The changing of seasons reminds me of grief and loss. Those trees which in recent days were so beautiful, are now losing their beauty. They are moving into a time of cold, chilling, inhospitable weather. Isn't life like this? We face times ahead that seem inhospitable to our souls. We look ahead and cringe. Yet God tells us, "I am in the winter too. In every season, I am here." I am again in awe of the God Who names Himself: I AM. The One Who exists, and not only exists in some far-off place, but Who exists and tells us about Himself, introduces Himself to us in love, and says, 'I'm here.'


Why do we grieve, I wonder? Why do we have to face loss, pain; an ache in our souls? I could do without these heartaches, these soul-aches. Yet for some reason the human soul can and does have its share of sorrow, and in the wise mind of God, He must somehow ordain that we grieve for our ability to also rejoice, to be known, to grow close in relationship to God and others. It is somehow part of that tangled web of life that is both mystery and discovery all at once.

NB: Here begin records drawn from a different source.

//! Link declarations and the side-effect-free reconciliation diff.
use std::fmt;
use std::io;
use std::path::{Path, PathBuf};

use chrono::{DateTime, Utc};
use serde::{Deserialize, Serialize};

use crate::error::{EngineError, Result};
use crate::paths;

/// How a dotfile is placed at its target.
#[derive(Debug, Clone, Copy, Default, PartialEq, Eq, Hash, Serialize, Deserialize)]
#[serde(rename_all = "lowercase")]
pub enum LinkAction {
    /// Symlink the target to the source.
    #[default]
    Link,
    /// Copy the source (recursively for directories) to the target.
    Copy,
}

impl fmt::Display for LinkAction {
    fn fmt(&self, f: &mut fmt::Formatter<'_>) -> fmt::Result {
        match self {
            Self::Link => write!(f, "link"),
            Self::Copy => write!(f, "copy"),
        }
    }
}

/// A single desired dotfile placement with fully expanded paths.
///
/// Construct with [`Link::new`]; the value is immutable afterwards.
#[derive(Debug, Clone, PartialEq, Eq)]
pub struct Link {
    name: String,
    action: LinkAction,
    from: PathBuf,
    to: PathBuf,
}

impl Link {
    /// Build a link, expanding `~` and relative segments.
    ///
    /// `from` defaults to `<source_dir>/<name>`; a relative `from` resolves
    /// against `source_dir` and a relative `to` against `home`.
    ///
    /// # Errors
    ///
    /// Returns [`EngineError::Validation`] if `name` or `to` is empty.
    pub fn new(
        name: &str,
        action: LinkAction,
        from: Option<&str>,
        to: &str,
        source_dir: &Path,
        home: &Path,
    ) -> Result<Self> {
        if name.trim().is_empty() {
            return Err(EngineError::Validation("link name is empty".to_string()));
        }
        if to.trim().is_empty() {
            return Err(EngineError::Validation(format!(
                "link '{name}' has an empty target"
            )));
        }
        let from = paths::expand(from.unwrap_or(name), source_dir, home);
        let to = paths::expand(to, home, home);
        Ok(Self {
            name: name.to_string(),
            action,
            from,
            to,
        })
    }

    /// Declared name, used as the key in recorded state.
    #[must_use]
    pub fn name(&self) -> &str {
        &self.name
    }

    /// Desired placement action.
    #[must_use]
    pub const fn action(&self) -> LinkAction {
        self.action
    }

    /// Absolute source path.
    #[must_use]
    pub fn from(&self) -> &Path {
        &self.from
    }

    /// Absolute target path.
    #[must_use]
    pub fn to(&self) -> &Path {
        &self.to
    }

    /// Classify the reconciliation needed at [`Link::to`].
    ///
    /// # Errors
    ///
    /// Returns an error if the target or source cannot be read.
    pub fn diff(&self) -> Result<LinkDiff> {
        diff_paths(self.action, &self.from, &self.to)
    }
}

/// Outcome of an applied link, persisted into state.
#[derive(Debug, Clone, PartialEq, Eq, Serialize, Deserialize)]
pub struct LinkMetadata {
    /// Link name.
    pub name: String,
    /// Source path.
    pub source: PathBuf,
    /// Target path as written (rebased in simulated mode).
    pub target: PathBuf,
    /// Placement action.
    #[serde(rename = "type")]
    pub kind: LinkAction,
    /// When the link was applied.
    pub timestamp: DateTime<Utc>,
    /// SHA-256 of the copied content; absent for symlinks.
    #[serde(default, skip_serializing_if = "Option::is_none")]
    pub checksum: Option<String>,
}

/// Reconciliation action for one link.
#[derive(Debug, Clone, Copy, PartialEq, Eq, Serialize)]
#[serde(rename_all = "snake_case")]
pub enum DiffAction {
    /// Nothing exists at the target yet.
    Create,
    /// The target already matches.
    NoChange,
    /// A copied target exists with different content.
    Update,
    /// The target exists but is the wrong kind of entry.
    Replace,
}

impl fmt::Display for DiffAction {
    fn fmt(&self, f: &mut fmt::Formatter<'_>) -> fmt::Result {
        match self {
            Self::Create => write!(f, "create"),
            Self::NoChange => write!(f, "no_change"),
            Self::Update => write!(f, "update"),
            Self::Replace => write!(f, "replace"),
        }
    }
}

/// Action plus a short human-readable reason.
#[derive(Debug, Clone, Copy, PartialEq, Eq, Serialize)]
pub struct LinkDiff {
    /// What reconciliation would do.
    pub action: DiffAction,
    /// Why.
    pub reason: &'static str,
}

impl LinkDiff {
    const fn new(action: DiffAction, reason: &'static str) -> Self {
        Self { action, reason }
    }

    /// Whether applying would touch the filesystem.
    #[must_use]
    pub const fn is_change(&self) -> bool {
        !matches!(self.action, DiffAction::NoChange)
    }
}

/// Classify how `to` must change to become a `action` placement of `from`.
///
/// Never mutates the filesystem.
///
/// # Errors
///
/// Returns an error if the symlink at `to` cannot be read or file contents
/// cannot be compared.
pub fn diff_paths(action: LinkAction, from: &Path, to: &Path) -> Result<LinkDiff> {
    let Ok(meta) = std::fs::symlink_metadata(to) else {
        return Ok(LinkDiff::new(DiffAction::Create, "target does not exist"));
    };

    if meta.file_type().is_symlink() {
        if action == LinkAction::Link {
            let existing = std::fs::read_link(to).map_err(|e| EngineError::io(to, e))?;
            if symlink_resolves_to(to, &existing, from) {
                return Ok(LinkDiff::new(DiffAction::NoChange, "already correct"));
            }
        }
        return Ok(LinkDiff::new(DiffAction::Replace, "type mismatch"));
    }

    if action == LinkAction::Copy {
        let same = contents_match(from, to).map_err(|e| EngineError::io(to, e))?;
        return Ok(if same {
            LinkDiff::new(DiffAction::NoChange, "content matches")
        } else {
            LinkDiff::new(DiffAction::Update, "content differs")
        });
    }

    Ok(LinkDiff::new(DiffAction::Replace, "type mismatch"))
}

/// Whether the symlink at `link` (whose raw target is `existing`) points at `source`.
fn symlink_resolves_to(link: &Path, existing: &Path, source: &Path) -> bool {
    let resolved = if existing.is_absolute() {
        paths::normalize(existing)
    } else {
        let parent = link.parent().unwrap_or_else(|| Path::new("/"));
        paths::normalize(&parent.join(existing))
    };
    if paths_equal(&resolved, source) {
        return true;
    }
    match (dunce::canonicalize(&resolved), dunce::canonicalize(source)) {
        (Ok(a), Ok(b)) => a == b,
        _ => false,
    }
}

/// Compare two paths, normalising the `\\?\` prefix Windows adds to
/// extended-length paths returned by `read_link`.
fn paths_equal(a: &Path, b: &Path) -> bool {
    let strip = |p: &Path| -> PathBuf {
        let s = p.to_string_lossy();
        s.strip_prefix(r"\\?\")
            .map_or_else(|| p.to_path_buf(), PathBuf::from)
    };
    strip(a) == strip(b)
}

/// Byte-for-byte comparison of two files or two directory trees.
///
/// Directories match when they hold the same entry names, each pair of
/// entries is the same kind, and files have identical bytes.
fn contents_match(a: &Path, b: &Path) -> io::Result<bool> {
    let (meta_a, meta_b) = match (std::fs::metadata(a), std::fs::metadata(b)) {
        (Ok(x), Ok(y)) => (x, y),
        (Err(e), _) | (_, Err(e)) if e.kind() != io::ErrorKind::NotFound => return Err(e),
        _ => return Ok(false),
    };

    if meta_a.is_dir() != meta_b.is_dir() {
        return Ok(false);
    }

    if meta_a.is_dir() {
        let names_a = sorted_entries(a)?;
        let names_b = sorted_entries(b)?;
        if names_a != names_b {
            return Ok(false);
        }
        for name in &names_a {
            if !contents_match(&a.join(name), &b.join(name))? {
                return Ok(false);
            }
        }
        return Ok(true);
    }

    if meta_a.len() != meta_b.len() {
        return Ok(false);
    }
    Ok(std::fs::read(a)? == std::fs::read(b)?)
}

fn sorted_entries(dir: &Path) -> io::Result<Vec<std::ffi::OsString>> {
    let mut names = std::fs::read_dir(dir)?
        .map(|entry| entry.map(|e| e.file_name()))
        .collect::<io::Result<Vec<_>>>()?;
    names.sort();
    Ok(names)
}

The grieving soul is the willing soul - the one that is willing to bravely face the chilling seasons of life, the times that expose, that remove, that bring us down to the bark of our trunk - and to find our roots still dig deep into life-giving soil. The life of winter trees is hidden. But it is still there, deep underground where no-one sees - but God.


Hagar was the first person in the biblical text to give God a name: You are the God Who sees me. Hagar felt seen and known by God, when He tells her to go back to a miserable situation. God came to her, allowed her to be heard by Him. I wonder if she didn't find strange comfort in the fact that God - the Almighty, the Holy 'Other' - the transcendent Creator of all - that this God was not so far off, so oblivious as to miss her pain and suffering. The fact that she was seen gave her the audacity to name this God Who had given her strange instructions. 


I wonder what name I would give God based on my life experiences with Him, with others, with the circumstances He has allowed? On a bad day I might name Him the erratic One - the One I can't quite figure out, the One Who mystifies me.


On a good day I might name Him: You are the One Who lifts me up, the One Who sustains my life, the One Who won't let me go. You are the intimate God Who walks my road and blesses my life.



Thank you for letting me ramble my thoughts here. The Lord bless you!

Comments

  1. Loved this “rambling”! Took me to a new place in my love and wonderment of God.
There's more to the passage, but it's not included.